Company Focus9/7/2005 12:00 AM ET

Overpaid CEO? Here's how to find out

Is the chief of a company collecting a treasure he doesn't deserve? Here's how to peek at his paycheck -- and a standard to guide you.

By Michael Brush

Few injustices tick off our readers like corporate bosses who make too much money while their shareholders go bust.

One of my columns on the subject, "The 5 most outrageously overpaid CEOs," brought in a torrent of mail.

"No one person is worth several hundred times what the average worker makes," wrote one reader. Another likened juicy CEO pay packages to "legal theft from the shareholders."

But many readers had a more practical bent. "Thanks for your article! Not because we love to hate these guys, but because it gives us another tool to check before we invest," wrote one reader.

Whether you're simply interested in checking what your employer pays its chief or you're using executive pay as a variable in your investing strategy, there's a fairly easy way to discover what a CEO makes. Below, I'll give you a step-by-step guide in how to use that tool.

Who's watching the boss?

Here's why investors should care: Corporate governance experts say that when boards dole out excessive pay to top execs, it is a sure sign that those boards aren't working hard enough for shareholders.

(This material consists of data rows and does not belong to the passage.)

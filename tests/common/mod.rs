#![allow(dead_code)]

use std::io;

use crossterm::style::Color;
use rand::rngs::StdRng;
use rand::SeedableRng;

use drone_shooter::assets::Sprite;
use drone_shooter::audio::{AudioOut, SoundCue};
use drone_shooter::compute::init_state;
use drone_shooter::config::{CanvasConfig, Rules};
use drone_shooter::display::Surface;
use drone_shooter::entities::{GameState, Rect};

/// Rules with random spawning switched off, so ticks are deterministic.
pub fn quiet_rules() -> Rules {
    Rules {
        drone_spawn_chance: 0.0,
        powerup_chance: 0.0,
        ..Rules::default()
    }
}

pub fn make_state() -> GameState {
    init_state(CanvasConfig::default(), quiet_rules())
}

pub fn seeded_rng() -> StdRng {
    StdRng::seed_from_u64(42)
}

// ── Audio ─────────────────────────────────────────────────────────────────────

#[derive(Clone, Debug, PartialEq)]
pub enum AudioCall {
    Play(SoundCue),
    Pause(SoundCue),
    Rewind(SoundCue),
}

#[derive(Default)]
pub struct RecordingAudio {
    pub calls: Vec<AudioCall>,
}

impl RecordingAudio {
    pub fn plays(&self, cue: SoundCue) -> usize {
        self.calls
            .iter()
            .filter(|c| **c == AudioCall::Play(cue))
            .count()
    }
}

impl AudioOut for RecordingAudio {
    fn play(&mut self, cue: SoundCue) {
        self.calls.push(AudioCall::Play(cue));
    }
    fn pause(&mut self, cue: SoundCue) {
        self.calls.push(AudioCall::Pause(cue));
    }
    fn rewind(&mut self, cue: SoundCue) {
        self.calls.push(AudioCall::Rewind(cue));
    }
}

// ── Surface ───────────────────────────────────────────────────────────────────

#[derive(Clone, Debug, PartialEq)]
pub enum DrawOp {
    Clear(Color),
    Fill(Rect, Color),
    Outline(Rect, Color),
    Glyph(Rect, String, Color),
    Text(String, Color),
    Sprite(Rect, Color),
    Present,
}

pub struct RecordingSurface {
    pub canvas: CanvasConfig,
    pub ops: Vec<DrawOp>,
}

impl RecordingSurface {
    pub fn new() -> Self {
        Self {
            canvas: CanvasConfig::default(),
            ops: Vec::new(),
        }
    }

    pub fn glyphs(&self) -> Vec<&str> {
        self.ops
            .iter()
            .filter_map(|op| match op {
                DrawOp::Glyph(_, text, _) => Some(text.as_str()),
                _ => None,
            })
            .collect()
    }

    pub fn texts(&self) -> Vec<&str> {
        self.ops
            .iter()
            .filter_map(|op| match op {
                DrawOp::Text(text, _) => Some(text.as_str()),
                _ => None,
            })
            .collect()
    }
}

impl Surface for RecordingSurface {
    fn canvas(&self) -> CanvasConfig {
        self.canvas
    }
    fn clear(&mut self, color: Color) -> io::Result<()> {
        self.ops.push(DrawOp::Clear(color));
        Ok(())
    }
    fn fill_rect(&mut self, rect: Rect, color: Color) -> io::Result<()> {
        self.ops.push(DrawOp::Fill(rect, color));
        Ok(())
    }
    fn outline_rect(&mut self, rect: Rect, color: Color) -> io::Result<()> {
        self.ops.push(DrawOp::Outline(rect, color));
        Ok(())
    }
    fn glyph(&mut self, rect: Rect, text: &str, color: Color) -> io::Result<()> {
        self.ops.push(DrawOp::Glyph(rect, text.to_string(), color));
        Ok(())
    }
    fn text(&mut self, _x: f32, _y: f32, text: &str, color: Color) -> io::Result<()> {
        self.ops.push(DrawOp::Text(text.to_string(), color));
        Ok(())
    }
    fn sprite(&mut self, rect: Rect, _sprite: &Sprite, color: Color) -> io::Result<()> {
        self.ops.push(DrawOp::Sprite(rect, color));
        Ok(())
    }
    fn present(&mut self) -> io::Result<()> {
        self.ops.push(DrawOp::Present);
        Ok(())
    }
}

"The decision of what to pay a top executive is one of the best indicators of what a board is doing and thinking," says Ric Marshall, chief analyst at The Corporate Library, an independent research firm that provides corporate governance analysis. "A board that can't say no to top executives, or feels executives should be entitled to some level of compensation that is far above the median, is an ineffective board."

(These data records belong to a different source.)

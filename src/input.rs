//! Keyboard input.
//!
//! The engine only sees `InputSource`: which of the five controls are down
//! right now. `KeyTracker` builds that view from crossterm key events.

use std::collections::{HashMap, HashSet};

use crossterm::event::{KeyCode, KeyEvent, KeyEventKind};

#[derive(Clone, Copy, Debug, PartialEq, Eq, Hash)]
pub enum Control {
    Up,
    Down,
    Fire,
    Bomb,
    PauseToggle,
}

pub trait InputSource {
    fn is_down(&self, control: Control) -> bool;

    /// True only on the frame the control was pressed. Sources without
    /// press edges report the held state.
    fn was_pressed(&self, control: Control) -> bool {
        self.is_down(control)
    }
}

/// Snapshot of the controls taken at the top of a tick.
#[derive(Clone, Copy, Debug, Default, PartialEq, Eq)]
pub struct InputState {
    pub up: bool,
    pub down: bool,
    pub fire: bool,
    /// Pressed this frame, not merely held: one press spends one charge.
    pub bomb: bool,
    pub pause: bool,
}

impl InputState {
    pub fn sample<I: InputSource + ?Sized>(source: &I) -> Self {
        Self {
            up: source.is_down(Control::Up),
            down: source.is_down(Control::Down),
            fire: source.is_down(Control::Fire),
            bomb: source.was_pressed(Control::Bomb),
            pause: source.is_down(Control::PauseToggle),
        }
    }
}

impl InputSource for InputState {
    fn is_down(&self, control: Control) -> bool {
        match control {
            Control::Up => self.up,
            Control::Down => self.down,
            Control::Fire => self.fire,
            Control::Bomb => self.bomb,
            Control::PauseToggle => self.pause,
        }
    }
}

/// Key bindings: ↑/W, ↓/S, Space, B, P.
pub fn control_for(code: &KeyCode) -> Option<Control> {
    match code {
        KeyCode::Up | KeyCode::Char('w') | KeyCode::Char('W') => Some(Control::Up),
        KeyCode::Down | KeyCode::Char('s') | KeyCode::Char('S') => Some(Control::Down),
        KeyCode::Char(' ') => Some(Control::Fire),
        KeyCode::Char('b') | KeyCode::Char('B') => Some(Control::Bomb),
        KeyCode::Char('p') | KeyCode::Char('P') => Some(Control::PauseToggle),
        _ => None,
    }
}

// ── Held-key tracking ─────────────────────────────────────────────────────────

/// A key counts as held if its last press/repeat event arrived within this
/// many frames. Terminals without release events only send OS key-repeats,
/// which arrive faster than this window expires.
pub const HOLD_WINDOW: u64 = 4;

/// Records the frame of the last press/repeat for every key.
///
/// * Keyboard-enhancement terminals (kitty protocol) send `Release`, and the
///   key is dropped immediately.
/// * Classic terminals only send `Press`; keys expire after `HOLD_WINDOW`
///   frames of silence.
#[derive(Debug, Default)]
pub struct KeyTracker {
    key_frame: HashMap<KeyCode, u64>,
    /// Controls freshly pressed since the last `next_frame`.
    pressed: HashSet<Control>,
    frame: u64,
}

impl KeyTracker {
    pub fn new() -> Self {
        Self::default()
    }

    pub fn next_frame(&mut self) {
        self.frame += 1;
        self.pressed.clear();
    }

    /// Record one key event. Returns the control on a fresh press, for
    /// one-shot actions like the pause toggle.
    pub fn handle(&mut self, event: &KeyEvent) -> Option<Control> {
        match event.kind {
            KeyEventKind::Press => {
                self.key_frame.insert(event.code, self.frame);
                let control = control_for(&event.code);
                if let Some(c) = control {
                    self.pressed.insert(c);
                }
                control
            }
            KeyEventKind::Repeat => {
                self.key_frame.insert(event.code, self.frame);
                None
            }
            KeyEventKind::Release => {
                self.key_frame.remove(&event.code);
                None
            }
        }
    }

    pub fn is_held(&self, code: &KeyCode) -> bool {
        self.key_frame
            .get(code)
            .map(|&last| self.frame.saturating_sub(last) <= HOLD_WINDOW)
            .unwrap_or(false)
    }

    pub fn clear(&mut self) {
        self.key_frame.clear();
        self.pressed.clear();
    }
}

impl InputSource for KeyTracker {
    fn is_down(&self, control: Control) -> bool {
        self.key_frame
            .keys()
            .any(|code| control_for(code) == Some(control) && self.is_held(code))
    }

    fn was_pressed(&self, control: Control) -> bool {
        self.pressed.contains(&control)
    }
}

A recent study by Moody's Investors Service confirms Marshall's analysis. The study, called CEO Compensation and Credit Risk, found that excessive pay packages are linked to credit-default risk and credit-ratings downgrades.

Out-of-line bonuses and options grants were more telling than excessive base salaries, says Chris Mann, an author of the Moody's study. This makes sense, because highly paid CEOs tend to get most of their pay in the form of bonuses and options. So that's where you're likely to see the excesses, too.

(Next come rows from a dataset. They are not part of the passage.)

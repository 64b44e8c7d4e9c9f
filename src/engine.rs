//! Frame scheduler and control surface.
//!
//! The engine owns the world and the run/pause flags. The host calls
//! `frame` once per frame and keeps scheduling only while it returns
//! `TickSignal::Continue`; start, pause and quit arrive from outside.

use std::io;

use log::info;
use rand::Rng;

use crate::assets::AssetCatalog;
use crate::audio::{AudioOut, SoundCue};
use crate::compute::{self, init_state};
pub use crate::compute::TickSignal;
use crate::config::GameConfig;
use crate::display::{self, Surface};
use crate::entities::{GameState, GameStatus};
use crate::input::{InputSource, InputState};

#[derive(Clone, Copy, Debug, PartialEq, Eq)]
pub enum Phase {
    /// Before the first start.
    Idle,
    Running,
    Paused,
    GameOver,
}

pub struct Engine {
    config: GameConfig,
    state: GameState,
    phase: Phase,
}

impl Engine {
    pub fn new(config: GameConfig) -> Self {
        let state = init_state(config.canvas, config.rules);
        Self {
            config,
            state,
            phase: Phase::Idle,
        }
    }

    pub fn phase(&self) -> Phase {
        self.phase
    }

    pub fn state(&self) -> &GameState {
        &self.state
    }

    /// Direct world access for scripted scenarios.
    pub fn state_mut(&mut self) -> &mut GameState {
        &mut self.state
    }

    pub fn config(&self) -> &GameConfig {
        &self.config
    }

    /// Frames are only scheduled while running and not paused.
    pub fn is_running(&self) -> bool {
        self.phase == Phase::Running
    }

    /// Start / pause / quit controls are shown only between games.
    pub fn controls_visible(&self) -> bool {
        matches!(self.phase, Phase::Idle | Phase::GameOver)
    }

    // ── Control surface ──────────────────────────────────────────────────────

    /// Reset the world and begin scheduling.
    pub fn start<A: AudioOut>(&mut self, audio: &mut A) -> TickSignal {
        self.state = init_state(self.config.canvas, self.config.rules);
        self.phase = Phase::Running;
        audio.play(SoundCue::Start);
        audio.rewind(SoundCue::Music);
        audio.play(SoundCue::Music);
        info!("game started");
        TickSignal::Continue
    }

    /// Pause or resume. World state is untouched either way.
    pub fn toggle_pause<A: AudioOut>(&mut self, audio: &mut A) -> TickSignal {
        match self.phase {
            Phase::Running => {
                self.phase = Phase::Paused;
                audio.pause(SoundCue::Music);
                info!("paused at frame {}", self.state.frame);
                TickSignal::Stop
            }
            Phase::Paused => {
                self.phase = Phase::Running;
                audio.play(SoundCue::Music);
                info!("resumed at frame {}", self.state.frame);
                TickSignal::Continue
            }
            Phase::Idle | Phase::GameOver => TickSignal::Stop,
        }
    }

    /// Force the game-over path from a running or paused game.
    pub fn quit<A: AudioOut>(&mut self, audio: &mut A) -> TickSignal {
        if matches!(self.phase, Phase::Running | Phase::Paused) {
            self.end_game(audio);
        }
        TickSignal::Stop
    }

    fn end_game<A: AudioOut>(&mut self, audio: &mut A) {
        if self.phase == Phase::GameOver {
            return;
        }
        self.phase = Phase::GameOver;
        self.state.status = GameStatus::GameOver;
        audio.pause(SoundCue::Music);
        audio.play(SoundCue::GameOver);
        info!(
            "game over: score {}, frame {}",
            self.state.score, self.state.frame
        );
    }

    // ── Scheduling ───────────────────────────────────────────────────────────

    /// Run one update-then-render cycle. Does nothing unless running.
    pub fn frame<I, R, S, A>(
        &mut self,
        input: &I,
        rng: &mut R,
        surface: &mut S,
        assets: &AssetCatalog,
        audio: &mut A,
    ) -> io::Result<TickSignal>
    where
        I: InputSource + ?Sized,
        R: Rng,
        S: Surface,
        A: AudioOut,
    {
        if !self.is_running() {
            return Ok(TickSignal::Stop);
        }

        let input = InputState::sample(input);
        let outcome = compute::tick(&self.state, &input, rng);
        self.state = outcome.state;
        for cue in outcome.cues {
            audio.play(cue);
        }
        if outcome.signal == TickSignal::Stop {
            self.end_game(audio);
        }

        display::render(surface, &self.state, assets, self.controls_visible())?;
        Ok(outcome.signal)
    }

    /// Draw the screen for the current phase without advancing anything.
    pub fn redraw<S: Surface>(&self, surface: &mut S, assets: &AssetCatalog) -> io::Result<()> {
        match self.phase {
            Phase::Idle => display::render_title(surface, assets),
            Phase::Paused => display::render_paused(surface, &self.state, assets),
            Phase::Running | Phase::GameOver => {
                display::render(surface, &self.state, assets, self.controls_visible())
            }
        }
    }
}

A CEO with too much influence over a company's board has little incentive to work hard or make smart decisions, because he or she will be raking in millions regardless of how the company performs, concludes the Moody's study.

Do your own detective work

As an investor, how do you gauge whether a board is overpaying a CEO? A complete analysis seems tough, since boards compensate execs with a dizzying array of base salaries, bonuses, options, severance packages and retirement plans. And then there are the perks, such as access to the company jet for personal use, or payments to cover pet grooming.

The good news is that you can get at a lot of basic information on a CEO's pay package by checking a single document companies file with the U.S. Securities and Exchange Commission. This is the proxy statement -- which is meant to update shareholders on the state of a company prior to its annual meeting.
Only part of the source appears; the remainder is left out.